*Assignment*: Lines with "WorkspaceAction" in them are to be located in the listing below and copied.

*Extracted entries*:
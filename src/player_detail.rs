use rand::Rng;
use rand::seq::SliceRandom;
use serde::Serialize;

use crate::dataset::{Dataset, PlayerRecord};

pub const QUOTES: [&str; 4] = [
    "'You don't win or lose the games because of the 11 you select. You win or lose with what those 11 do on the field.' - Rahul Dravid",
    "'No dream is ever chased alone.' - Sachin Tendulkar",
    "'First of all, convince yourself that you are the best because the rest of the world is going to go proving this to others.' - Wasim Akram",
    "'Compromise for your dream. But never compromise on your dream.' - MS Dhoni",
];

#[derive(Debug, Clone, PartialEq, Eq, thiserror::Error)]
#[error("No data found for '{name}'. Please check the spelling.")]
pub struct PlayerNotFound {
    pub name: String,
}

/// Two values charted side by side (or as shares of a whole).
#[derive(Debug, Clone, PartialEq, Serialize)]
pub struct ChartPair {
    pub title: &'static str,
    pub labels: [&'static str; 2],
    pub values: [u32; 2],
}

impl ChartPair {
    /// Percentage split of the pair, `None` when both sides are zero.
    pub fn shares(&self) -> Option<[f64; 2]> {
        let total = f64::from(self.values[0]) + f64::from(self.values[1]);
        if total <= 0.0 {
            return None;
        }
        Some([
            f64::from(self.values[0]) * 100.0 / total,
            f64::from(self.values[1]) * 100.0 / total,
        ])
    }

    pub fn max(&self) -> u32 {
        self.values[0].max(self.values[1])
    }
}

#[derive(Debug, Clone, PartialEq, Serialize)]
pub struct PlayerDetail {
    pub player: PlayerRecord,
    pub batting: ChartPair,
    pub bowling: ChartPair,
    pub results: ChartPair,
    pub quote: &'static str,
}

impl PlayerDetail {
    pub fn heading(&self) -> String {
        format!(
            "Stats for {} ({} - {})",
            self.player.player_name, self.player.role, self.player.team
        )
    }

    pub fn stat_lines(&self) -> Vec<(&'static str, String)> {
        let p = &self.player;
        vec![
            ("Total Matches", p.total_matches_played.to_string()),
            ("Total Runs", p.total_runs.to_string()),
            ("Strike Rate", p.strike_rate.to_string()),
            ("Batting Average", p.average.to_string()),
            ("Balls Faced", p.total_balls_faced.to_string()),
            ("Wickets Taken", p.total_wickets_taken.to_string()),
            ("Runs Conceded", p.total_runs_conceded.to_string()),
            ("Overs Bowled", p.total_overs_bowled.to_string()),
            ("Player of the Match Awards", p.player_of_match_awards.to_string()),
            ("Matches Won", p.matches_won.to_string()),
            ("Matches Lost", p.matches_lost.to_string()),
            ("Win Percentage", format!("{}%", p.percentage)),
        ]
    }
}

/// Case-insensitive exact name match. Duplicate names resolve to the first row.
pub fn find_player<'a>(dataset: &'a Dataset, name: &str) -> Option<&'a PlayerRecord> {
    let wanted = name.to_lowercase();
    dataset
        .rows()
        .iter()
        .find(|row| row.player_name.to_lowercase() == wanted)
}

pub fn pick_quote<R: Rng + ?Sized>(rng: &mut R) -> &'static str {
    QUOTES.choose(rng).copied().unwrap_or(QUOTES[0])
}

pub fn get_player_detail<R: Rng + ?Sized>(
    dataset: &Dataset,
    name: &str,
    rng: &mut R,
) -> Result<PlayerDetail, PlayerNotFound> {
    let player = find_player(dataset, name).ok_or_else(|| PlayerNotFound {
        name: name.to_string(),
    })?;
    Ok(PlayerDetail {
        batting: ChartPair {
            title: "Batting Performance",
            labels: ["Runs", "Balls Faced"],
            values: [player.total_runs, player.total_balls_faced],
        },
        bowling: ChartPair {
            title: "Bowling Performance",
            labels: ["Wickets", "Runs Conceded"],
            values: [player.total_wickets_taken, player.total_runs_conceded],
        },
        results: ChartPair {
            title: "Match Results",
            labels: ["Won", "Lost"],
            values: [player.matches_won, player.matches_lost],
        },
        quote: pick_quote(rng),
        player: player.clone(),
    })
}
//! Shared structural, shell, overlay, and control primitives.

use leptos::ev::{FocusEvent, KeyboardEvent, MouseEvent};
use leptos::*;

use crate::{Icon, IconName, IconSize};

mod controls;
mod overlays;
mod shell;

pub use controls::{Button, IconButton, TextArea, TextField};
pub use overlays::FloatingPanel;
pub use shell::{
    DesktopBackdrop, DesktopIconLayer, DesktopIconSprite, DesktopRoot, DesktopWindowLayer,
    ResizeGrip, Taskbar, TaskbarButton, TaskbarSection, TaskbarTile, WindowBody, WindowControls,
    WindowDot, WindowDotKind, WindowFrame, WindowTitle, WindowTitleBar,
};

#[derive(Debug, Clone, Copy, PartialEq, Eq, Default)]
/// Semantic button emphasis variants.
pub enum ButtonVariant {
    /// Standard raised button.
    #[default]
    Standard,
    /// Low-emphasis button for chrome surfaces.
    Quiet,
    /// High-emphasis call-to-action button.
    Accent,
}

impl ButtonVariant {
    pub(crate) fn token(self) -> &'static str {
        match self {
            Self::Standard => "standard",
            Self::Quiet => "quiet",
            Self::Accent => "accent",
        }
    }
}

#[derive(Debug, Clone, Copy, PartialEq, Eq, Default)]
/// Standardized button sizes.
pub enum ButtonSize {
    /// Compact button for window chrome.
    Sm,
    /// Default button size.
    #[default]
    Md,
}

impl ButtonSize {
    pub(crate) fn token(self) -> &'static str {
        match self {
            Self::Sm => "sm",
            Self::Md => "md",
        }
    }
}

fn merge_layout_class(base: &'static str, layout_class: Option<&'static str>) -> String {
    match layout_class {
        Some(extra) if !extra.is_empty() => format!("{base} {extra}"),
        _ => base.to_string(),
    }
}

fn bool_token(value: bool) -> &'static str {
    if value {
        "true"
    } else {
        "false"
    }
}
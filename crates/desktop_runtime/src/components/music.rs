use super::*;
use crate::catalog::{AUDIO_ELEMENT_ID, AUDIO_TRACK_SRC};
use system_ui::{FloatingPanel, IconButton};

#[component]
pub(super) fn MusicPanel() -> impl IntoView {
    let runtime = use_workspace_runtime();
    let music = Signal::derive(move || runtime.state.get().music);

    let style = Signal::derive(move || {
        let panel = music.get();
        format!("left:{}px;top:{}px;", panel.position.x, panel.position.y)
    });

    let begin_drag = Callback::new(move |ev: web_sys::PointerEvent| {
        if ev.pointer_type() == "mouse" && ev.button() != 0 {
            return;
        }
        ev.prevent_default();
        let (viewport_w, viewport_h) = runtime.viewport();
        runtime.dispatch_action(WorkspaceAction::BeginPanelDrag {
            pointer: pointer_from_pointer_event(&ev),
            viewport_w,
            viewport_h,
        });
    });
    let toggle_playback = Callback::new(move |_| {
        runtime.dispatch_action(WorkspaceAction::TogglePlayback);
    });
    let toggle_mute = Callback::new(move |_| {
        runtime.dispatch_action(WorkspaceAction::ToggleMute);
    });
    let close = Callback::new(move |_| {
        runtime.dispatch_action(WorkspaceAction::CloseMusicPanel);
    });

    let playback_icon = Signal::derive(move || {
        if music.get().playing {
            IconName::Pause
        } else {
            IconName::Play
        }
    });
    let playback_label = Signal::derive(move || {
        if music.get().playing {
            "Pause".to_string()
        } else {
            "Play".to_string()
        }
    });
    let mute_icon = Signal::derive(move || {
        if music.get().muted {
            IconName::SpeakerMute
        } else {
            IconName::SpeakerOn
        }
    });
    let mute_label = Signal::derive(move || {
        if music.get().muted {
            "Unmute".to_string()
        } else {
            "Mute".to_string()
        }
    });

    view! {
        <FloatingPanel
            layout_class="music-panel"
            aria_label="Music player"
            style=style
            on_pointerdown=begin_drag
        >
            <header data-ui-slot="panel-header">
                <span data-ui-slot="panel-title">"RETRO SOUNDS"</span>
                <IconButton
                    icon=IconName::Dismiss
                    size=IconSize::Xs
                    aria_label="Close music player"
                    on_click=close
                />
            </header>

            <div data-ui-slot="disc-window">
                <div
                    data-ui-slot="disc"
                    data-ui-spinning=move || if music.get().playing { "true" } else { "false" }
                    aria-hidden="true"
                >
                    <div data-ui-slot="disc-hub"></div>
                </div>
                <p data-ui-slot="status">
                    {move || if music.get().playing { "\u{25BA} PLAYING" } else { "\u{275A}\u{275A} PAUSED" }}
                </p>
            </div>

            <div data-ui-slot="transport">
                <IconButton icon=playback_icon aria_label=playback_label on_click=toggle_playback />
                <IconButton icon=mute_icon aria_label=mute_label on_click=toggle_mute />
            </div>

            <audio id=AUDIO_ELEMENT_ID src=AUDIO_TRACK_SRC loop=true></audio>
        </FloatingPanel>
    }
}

*Finished task*:
        runtime.dispatch_action(WorkspaceAction::BeginPanelDrag {
        runtime.dispatch_action(WorkspaceAction::TogglePlayback);
        runtime.dispatch_action(WorkspaceAction::ToggleMute);
        runtime.dispatch_action(WorkspaceAction::CloseMusicPanel);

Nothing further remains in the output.